So let’s start with the training that I was lucky enough to receive, to see in what way it affects my publications in Tecla. It was academic, at university level, and it consisted above all in the analysis of texts, that is to say textual analysis, something which you very much need if you are going to make editions.

Textual analysis

You can let a text wash over you, like the man I once saw when the curtain fell at the end of a performance of Madame Butterfly, wholly overcome with emotion—or do I do him an injustice? Had he already done textual analysis on that libretto and only then allowed himself to be overcome with emotion? ­That is the ideal of ideals, in my experience.

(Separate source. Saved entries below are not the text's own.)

use serde::{Deserialize, Serialize};
use std::collections::BTreeSet;
use std::fmt;

/// Object id the API uses for "no linked flow".
pub const NULL_FLOW_ID: &str = "000000000000000000000000";
pub const UNKNOWN_SERVICE: &str = "unknown";
pub const STARRED_TAG: &str = "starred";

#[derive(Debug, Clone, PartialEq, Eq, Hash, PartialOrd, Ord, Serialize, Deserialize)]
#[serde(transparent)]
pub struct FlowId(String);

impl FlowId {
    pub fn new(raw: impl Into<String>) -> Self {
        Self(raw.into())
    }

    pub fn null() -> Self {
        Self(NULL_FLOW_ID.to_string())
    }

    pub fn as_str(&self) -> &str {
        &self.0
    }

    pub fn is_null(&self) -> bool {
        self.0.is_empty() || self.0 == NULL_FLOW_ID
    }
}

impl Default for FlowId {
    fn default() -> Self {
        Self::null()
    }
}

impl fmt::Display for FlowId {
    fn fmt(&self, f: &mut fmt::Formatter<'_>) -> fmt::Result {
        f.write_str(&self.0)
    }
}

impl From<&str> for FlowId {
    fn from(value: &str) -> Self {
        Self::new(value)
    }
}

impl From<String> for FlowId {
    fn from(value: String) -> Self {
        Self(value)
    }
}

#[derive(Debug, Clone, PartialEq, Eq, Serialize, Deserialize)]
pub struct FlowSummary {
    #[serde(rename = "_id")]
    pub id: FlowId,
    #[serde(default)]
    pub src_ip: String,
    #[serde(default)]
    pub src_port: u16,
    #[serde(default)]
    pub dst_ip: String,
    #[serde(default)]
    pub dst_port: u16,
    /// Unix epoch milliseconds.
    #[serde(default)]
    pub time: i64,
    /// Milliseconds.
    #[serde(default)]
    pub duration: i64,
    #[serde(default)]
    pub num_packets: u64,
    #[serde(default)]
    pub tags: BTreeSet<String>,
    #[serde(default)]
    pub flags: Vec<String>,
    #[serde(default)]
    pub flagids: Vec<String>,
    #[serde(default)]
    pub parent_id: FlowId,
    #[serde(default)]
    pub child_id: FlowId,
    #[serde(default)]
    pub filename: String,
    #[serde(default = "unknown_service_tag", skip_serializing)]
    pub service_tag: String,
}

fn unknown_service_tag() -> String {
    UNKNOWN_SERVICE.to_string()
}

impl FlowSummary {
    pub fn is_starred(&self) -> bool {
        self.tags.contains(STARRED_TAG)
    }

    pub fn has_links(&self) -> bool {
        !self.parent_id.is_null() || !self.child_id.is_null()
    }

    /// Tags without the ones rendered as dedicated markers.
    pub fn display_tags(&self) -> impl Iterator<Item = &str> {
        self.tags
            .iter()
            .map(String::as_str)
            .filter(|tag| *tag != STARRED_TAG)
    }
}

/// One fetched page, in server order.
pub type Page = Vec<FlowSummary>;

#[derive(Debug, Clone, PartialEq, Eq, Serialize, Deserialize)]
pub struct Service {
    pub name: String,
    #[serde(default)]
    pub ip: String,
    #[serde(default)]
    pub port: u16,
}

#[derive(Debug, Clone, Default, PartialEq, Eq)]
pub struct ServiceDirectory {
    services: Vec<Service>,
}

impl ServiceDirectory {
    pub fn new(services: Vec<Service>) -> Self {
        Self { services }
    }

    pub fn by_name(&self, name: &str) -> Option<&Service> {
        self.services.iter().find(|service| service.name == name)
    }

    pub fn tag_for(&self, ip: &str, port: u16) -> &str {
        self.services
            .iter()
            .find(|service| service.ip == ip && service.port == port)
            .map(|service| service.name.as_str())
            .unwrap_or(UNKNOWN_SERVICE)
    }

    pub fn annotate(&self, flow: &mut FlowSummary) {
        flow.service_tag = self.tag_for(&flow.dst_ip, flow.dst_port).to_string();
    }

    /// Service name after `current` in directory order; `None` means "all".
    pub fn next_name(&self, current: Option<&str>) -> Option<String> {
        let position = current.and_then(|name| {
            self.services
                .iter()
                .position(|service| service.name == name)
        });
        let next = match position {
            Some(idx) => idx + 1,
            None => 0,
        };
        self.services.get(next).map(|service| service.name.clone())
    }
}

#[derive(Debug, Clone, PartialEq, Eq, Serialize, Deserialize)]
#[serde(rename_all = "camelCase")]
pub struct TickInfo {
    pub start_date: String,
    pub tick_length: i64,
}

#[cfg(test)]
mod tests {
    use super::*;

    fn services() -> ServiceDirectory {
        ServiceDirectory::new(vec![
            Service {
                name: "web".to_string(),
                ip: "10.0.0.1".to_string(),
                port: 80,
            },
            Service {
                name: "pwn".to_string(),
                ip: "10.0.0.1".to_string(),
                port: 1337,
            },
        ])
    }

    #[test]
    fn flow_summary_parses_api_payload() {
        let raw = serde_json::json!({
            "_id": "65f0c1d2e3a4b5c6d7e8f901",
            "src_ip": "10.0.0.7",
            "src_port": 41522,
            "dst_ip": "10.0.0.1",
            "dst_port": 80,
            "time": 1_700_000_000_123i64,
            "duration": 42,
            "num_packets": 9,
            "parent_id": NULL_FLOW_ID,
            "child_id": "65f0c1d2e3a4b5c6d7e8f902",
            "tags": ["starred", "flag-out"],
            "flags": ["FLAG{abc}"],
            "flagids": [],
            "filename": "dump-01.pcap",
            "flow": [{"from": "c", "data": "GET /", "b64": "", "time": 1}]
        });

        let flow: FlowSummary = serde_json::from_value(raw).expect("flow parses");
        assert_eq!(flow.id.as_str(), "65f0c1d2e3a4b5c6d7e8f901");
        assert_eq!(flow.service_tag, UNKNOWN_SERVICE);
        assert!(flow.is_starred());
        assert!(flow.has_links());
        assert_eq!(flow.display_tags().collect::<Vec<_>>(), vec!["flag-out"]);
    }

    #[test]
    fn missing_links_default_to_null_sentinel() {
        let flow: FlowSummary =
            serde_json::from_value(serde_json::json!({ "_id": "a" })).expect("flow parses");
        assert!(flow.parent_id.is_null());
        assert!(flow.child_id.is_null());
        assert!(!flow.has_links());
    }

    #[test]
    fn annotate_joins_on_destination() {
        let directory = services();
        let value = serde_json::json!({ "_id": "a", "dst_ip": "10.0.0.1", "dst_port": 1337 });
        let mut flow: FlowSummary = serde_json::from_value(value).expect("flow parses");
        directory.annotate(&mut flow);
        assert_eq!(flow.service_tag, "pwn");

        flow.dst_port = 22;
        directory.annotate(&mut flow);
        assert_eq!(flow.service_tag, UNKNOWN_SERVICE);
    }

    #[test]
    fn next_name_cycles_through_all() {
        let directory = services();
        assert_eq!(directory.next_name(None).as_deref(), Some("web"));
        assert_eq!(directory.next_name(Some("web")).as_deref(), Some("pwn"));
        assert_eq!(directory.next_name(Some("pwn")), None);
        assert_eq!(directory.next_name(Some("gone")).as_deref(), Some("web"));
    }
}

When Maria Callas prepares to sing the Habanera from Bizet’s Carmen (in YouTube search “Callas Habanera 1962”), it seems to me that during those few seconds while the orchestra plays the introductory bars (from 2:00), her face changes, and I like to think that she has already analyzed that text in depth and that it is the depth of meaning of that analyzed text that she is about to reveal to us. Carlo Bergonzi said of her: “Callas studied the text, the meaning of the words, and as a result, she became a diva.” Similarly, a great instrumental performer will have extensively analyzed a work before performing it.

Textual analysis means that you closely analyze a text or a piece of music: you take it apart, identifying its structure, putting it in its context, and seeking its innermost meaning. Your motive may be just personal satisfaction and that’s fi­ne. Or it may be to study or teach a text to a class, or to be an actor playing Hamlet onstage or Callas singing.

Textual analysis is also what you do if you engage in the ancient and honourable profession that is the establishment of texts, which is what we are talking about here. It goes back to the scholars and librarians of ancient Alexandria who established the texts of Homer from the many papyrus fragments that had survived to that time, and of course it goes back to even before them. They compared many different Homeric fragments in order to establish their texts. Today if you want to establish a professionally adequate text of something, whether it be literature, documents, music, or anything else, textual analysis is a large part of what you will do.

Medieval water pipes

Canterbury Cathedral, the Water Tower
The “waterworks” drawing

In my case, my study of textual analysis began by analyzing not a text but a picture and a ground-level artefact. I had the good fortune to attend the oldest school in the world, the King’s School Canterbury—yes, the oldest school in the world. You will ­find it at number one in the Wikipedia article “List of oldest schools,” from the year 597, in the 6th century. The school is in the precincts of Canterbury Cathedral in England, and at that time in the Water Tower of the Cathedral a framed drawing was displayed, which was a bird’s eye view of the cathedral and monastery buildings, dating from the 12th century . It shows in detail the pipes that brought clean water from a spring outside the walls and then distributed it throughout the monastery (for the drawing and the Water Tower, see a good recent article about this). Someone suggested that I might go in for the Cathedral Prize, which was a prize donated by two ladies who lived in the Precincts for an essay on any aspect of the cathedral, by writing a comparison of the pipe work in the 12th-century drawing with the still existing pipes when I was at the School.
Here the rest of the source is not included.